There could be a legal problem with Gov. Butch Otter’s as-yet unannounced veto of SB 1011, the instant racing repeal bill. Otter reportedly took action on the bill over the weekend, by the 4:54 p.m. deadline on Saturday. But state law, in Idaho Code 67-504, has this to say about vetoes once lawmakers have adjourned for the day, but not for the session:
“RETURN OF BILL DURING ADJOURNMENT. If, on the day the governor desires to return a bill without his approval and with his objections thereto to the house in which it originated, that house has adjourned for the day (but not for the session), he may deliver the bill with his message to the presiding officer, clerk, or any member of such house, and such delivery is as effectual as though returned in open session, if the governor, on the first day the house is again in session, by message notifies it of such delivery, and of the time when, and the person to whom, such delivery was made.”

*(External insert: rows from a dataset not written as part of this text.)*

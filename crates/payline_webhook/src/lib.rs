//! Webhook verification for the Payline payments API.
//!
//! Two independent checks are offered, both constant-time:
//! - a static callback token sent in [`CALLBACK_TOKEN_HEADER`]
//! - an HMAC-SHA256 body signature sent in [`SIGNATURE_HEADER`] as `sha256=<hex>`
//!
//! [`WebhookVerifier`] runs whichever checks are configured and decodes the
//! [`WebhookEvent`] envelope.

#![forbid(unsafe_code)]
#![warn(missing_docs)]

mod event;
mod signature;
mod verifier;

pub use event::WebhookEvent;
pub use signature::{SIGNATURE_PREFIX, compute_signature, verify_callback_token, verify_signature};
pub use verifier::{CALLBACK_TOKEN_HEADER, SIGNATURE_HEADER, WebhookVerifier};
//! Top-level error wrapper types.

use crate::{ApiError, ConfigError, HttpError, JsonError, RetryableError, ValidationError, WebhookError};

/// Every failure a Payline operation can produce.
///
/// # Examples
///
/// ```
/// use payline_error::{PaylineError, HttpError};
///
/// let http_err = HttpError::new("Connection failed");
/// let err: PaylineError = http_err.into();
/// assert!(format!("{}", err).contains("HTTP Error"));
/// ```
#[derive(Debug, derive_more::From, derive_more::Display, derive_more::Error)]
pub enum PaylineErrorKind {
    /// Transport error before a response was received
    #[from(HttpError)]
    Http(HttpError),
    /// JSON serialization/deserialization error
    #[from(JsonError)]
    Json(JsonError),
    /// Configuration error
    #[from(ConfigError)]
    Config(ConfigError),
    /// Local request validation error
    #[from(ValidationError)]
    Validation(ValidationError),
    /// Upstream API error, labelled retryable or terminal
    #[from(ApiError)]
    Api(ApiError),
    /// Webhook verification error
    #[from(WebhookError)]
    Webhook(WebhookError),
}

/// Payline error with kind discrimination.
///
/// # Examples
///
/// ```
/// use payline_error::{PaylineError, PaylineResult, ValidationError};
///
/// fn might_fail() -> PaylineResult<()> {
///     Err(ValidationError::single("currency", "must be a 3-letter ISO code"))?
/// }
///
/// match might_fail() {
///     Ok(_) => println!("Success"),
///     Err(e) => println!("Error: {}", e),
/// }
/// ```
#[derive(Debug, derive_more::Display, derive_more::Error)]
#[display("Payline Error: {}", _0)]
pub struct PaylineError(Box<PaylineErrorKind>);

impl PaylineError {
    /// Create a new error from a kind.
    pub fn new(kind: PaylineErrorKind) -> Self {
        Self(Box::new(kind))
    }

    /// Get the error kind.
    pub fn kind(&self) -> &PaylineErrorKind {
        &self.0
    }

    /// Borrow the API error, if this is one.
    pub fn as_api(&self) -> Option<&ApiError> {
        match self.kind() {
            PaylineErrorKind::Api(err) => Some(err),
            _ => None,
        }
    }

    /// Borrow the validation error, if this is one.
    pub fn as_validation(&self) -> Option<&ValidationError> {
        match self.kind() {
            PaylineErrorKind::Validation(err) => Some(err),
            _ => None,
        }
    }

    /// Borrow the webhook error, if this is one.
    pub fn as_webhook(&self) -> Option<&WebhookError> {
        match self.kind() {
            PaylineErrorKind::Webhook(err) => Some(err),
            _ => None,
        }
    }
}

impl RetryableError for PaylineError {
    fn is_retryable(&self) -> bool {
        match self.kind() {
            PaylineErrorKind::Api(err) => err.is_retryable(),
            PaylineErrorKind::Http(_) => true,
            _ => false,
        }
    }

    fn retry_after(&self) -> Option<std::time::Duration> {
        self.as_api().and_then(RetryableError::retry_after)
    }
}

// Generic From implementation for any type that converts to PaylineErrorKind
impl<T> From<T> for PaylineError
where
    T: Into<PaylineErrorKind>,
{
    fn from(err: T) -> Self {
        Self::new(err.into())
    }
}

/// Result type for Payline operations.
///
/// # Examples
///
/// ```
/// use payline_error::{PaylineResult, HttpError};
///
/// fn fetch_data() -> PaylineResult<String> {
///     Err(HttpError::new("connection reset by peer"))?
/// }
/// ```
pub type PaylineResult<T> = std::result::Result<T, PaylineError>;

Senate President Pro-Tem Brent Hill, R-Rexburg, said he’s aware of the issue, and he and other top Senate GOP leaders were headed into a meeting with Otter’s chief of staff David Hensley; in the meantime, the 1:30 p.m. convening of the Senate has been delayed.
Bill Roden, attorney, lobbyist for the Coeur d’Alene Tribe, and former state senator, said, “If it’s not returned in time, the veto isn’t effective.” Hill, when asked if Otter presented the vetoed bill to him, to the clerk, or to any member of the Senate on Saturday, said, “Not that I know of.”